Guests included Marc Jacobs, stylists Lori Goldstein and Carlyne Cerf de Dudzeele, makeup artist Pat McGrath and photographer Steven Meisel. Evangelista, part of the original supermodels who included fellow glamazons Naomi Campbell, Christy Turlington, Cindy Crawford and Tatjana Patiz — ruled the runways in the ’90s. It was Evangelista who famously told Vogue in October 1990 that ‘We don’t wake up for less than $10,000 a day’.

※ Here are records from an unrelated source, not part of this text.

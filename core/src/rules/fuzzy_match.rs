use super::{NormalizedQuery, SearchRule};
use crate::boost::BoostTable;
use crate::normalize::compact_code;
use crate::query::{Fuzziness, MatchClause, QueryFragment, QueryNode};

/// Tolerates typos in the name and in the separator-free article.
#[derive(Debug, Default, Clone, Copy)]
pub struct FuzzyMatchRule;

impl SearchRule for FuzzyMatchRule {
    fn name(&self) -> &str {
        "FuzzyMatch"
    }

    fn build_fragment(&self, query: &NormalizedQuery, boosts: &BoostTable) -> QueryFragment {
        if query.is_empty() {
            return QueryFragment::default();
        }
        let q = query.as_str();
        let code = compact_code(q);
        let should = vec![
            QueryNode::matching(
                MatchClause::new("name", q).fuzziness(Fuzziness::Auto).boost(boosts.weight("name")),
            ),
            QueryNode::matching(
                MatchClause::new("article_text_clean", code.as_str())
                    .fuzziness(Fuzziness::Auto)
                    .boost(boosts.weight("article_text_clean")),
            ),
        ];
        let must = QueryNode::any_of(vec![
            QueryNode::matching(MatchClause::new("name", q).fuzziness(Fuzziness::Auto)),
            QueryNode::matching(MatchClause::new("article_text_clean", code).fuzziness(Fuzziness::Auto)),
        ]);
        QueryFragment { should, must: Some(must) }
    }
}
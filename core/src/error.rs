//! Error type shared by the catalog store, the listing parameters and the
//! category collaborator.
//!
//! Query construction itself never fails: the normalizer, the rules and
//! the composer degrade to empty output instead of returning errors.

use thiserror::Error;

#[derive(Error, Debug)]
pub enum CatalogError {
    #[error("storage error: {0}")]
    Storage(#[from] sled::Error),

    #[error("encoding error: {0}")]
    Encoding(#[from] bincode::Error),

    #[error("not found: {0}")]
    NotFound(String),

    #[error("`{0}` already exists")]
    Conflict(String),

    /// Rejected filter, sort, include or page parameter.
    #[error("invalid query: {0}")]
    InvalidQuery(String),

    #[error("invalid input: {0}")]
    InvalidInput(String),

    #[error("unknown search rule `{0}`")]
    UnknownRule(String),

    #[error("invalid boost {value} for field `{field}`")]
    InvalidBoost { field: String, value: f64 },

    #[error("category hierarchy contains a cycle through `{0}`")]
    CategoryCycle(String),

    #[error("category hierarchy deeper than {0} levels")]
    CategoryTooDeep(usize),
}

pub type Result<T> = std::result::Result<T, CatalogError>;
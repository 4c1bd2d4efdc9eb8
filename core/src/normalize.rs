use lazy_static::lazy_static;
use regex::Regex;
use unicode_normalization::char::is_combining_mark;
use unicode_normalization::UnicodeNormalization;

lazy_static! {
    // Letter/digit runs joined by single inner separators, e.g. `oem-99`, `12.5`, `a/b`.
    static ref TOKEN_RE: Regex =
        Regex::new(r"(?u)[\p{L}\p{N}]+(?:[-./][\p{L}\p{N}]+)*").expect("valid regex");
}

/// Upper bound on fold passes; real input is stable after one or two.
const MAX_FOLD_PASSES: usize = 4;

/// Canonical form of a raw search string.
///
/// Compatibility-decomposes the text, drops diacritics, lowercases,
/// splits it into tokens and joins them back with single spaces. Tokens
/// that look like product codes (they carry an ASCII letter or digit)
/// get their Cyrillic look-alike letters replaced by Latin ones, so
/// `АВ-12` typed on a Cyrillic layout ends up as `ab-12`.
///
/// Total and idempotent: `normalize_search_string(normalize_search_string(s))`
/// equals `normalize_search_string(s)` and empty input yields `""`.
pub fn normalize_search_string(raw: &str) -> String {
    let folded = fold_until_stable(raw);
    let mut out = String::with_capacity(folded.len());
    for token in TOKEN_RE.find_iter(&folded) {
        if !out.is_empty() {
            out.push(' ');
        }
        let token = token.as_str();
        if looks_like_code(token) {
            out.extend(token.chars().map(|c| latin_lookalike(c).unwrap_or(c)));
        } else {
            out.push_str(token);
        }
    }
    out
}

/// Strip everything but letters and digits: `"oem-99 ab"` becomes `"oem99ab"`.
pub fn compact_code(normalized: &str) -> String {
    normalized.chars().filter(|c| c.is_alphanumeric()).collect()
}

fn fold(text: &str) -> String {
    text.nfkd()
        .filter(|c| !is_combining_mark(*c))
        .collect::<String>()
        .to_lowercase()
}

// Lowercasing may produce characters that decompose further (and the
// other way around), so fold to a fixed point.
fn fold_until_stable(text: &str) -> String {
    let mut current = fold(text);
    for _ in 1..MAX_FOLD_PASSES {
        let next = fold(&current);
        if next == current {
            break;
        }
        current = next;
    }
    current
}

fn looks_like_code(token: &str) -> bool {
    token.chars().any(|c| c.is_ascii_alphanumeric())
}

fn latin_lookalike(c: char) -> Option<char> {
    let latin = match c {
        'а' => 'a',
        'в' => 'b',
        'е' => 'e',
        'к' => 'k',
        'м' => 'm',
        'н' => 'h',
        'о' => 'o',
        'р' => 'p',
        'с' => 'c',
        'т' => 't',
        'у' => 'y',
        'х' => 'x',
        'і' => 'i',
        'ј' => 'j',
        _ => return None,
    };
    Some(latin)
}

‘It was almost the female equivalent of Sinatra’s Rat Pack,’ says Paul Wilmot, former head of PR at Calvin Klein. In 1992, Suzy Menkes decreed Evangelista to be ‘the world’s star model’. Just to reinforce the power the supers had in the ’90s — before their big takedown — Evangelista declared herself the model who put superstar photographer Mario Testino on the map. ‘I gave Mario his break. I used him for a Vogue cover in Germany.’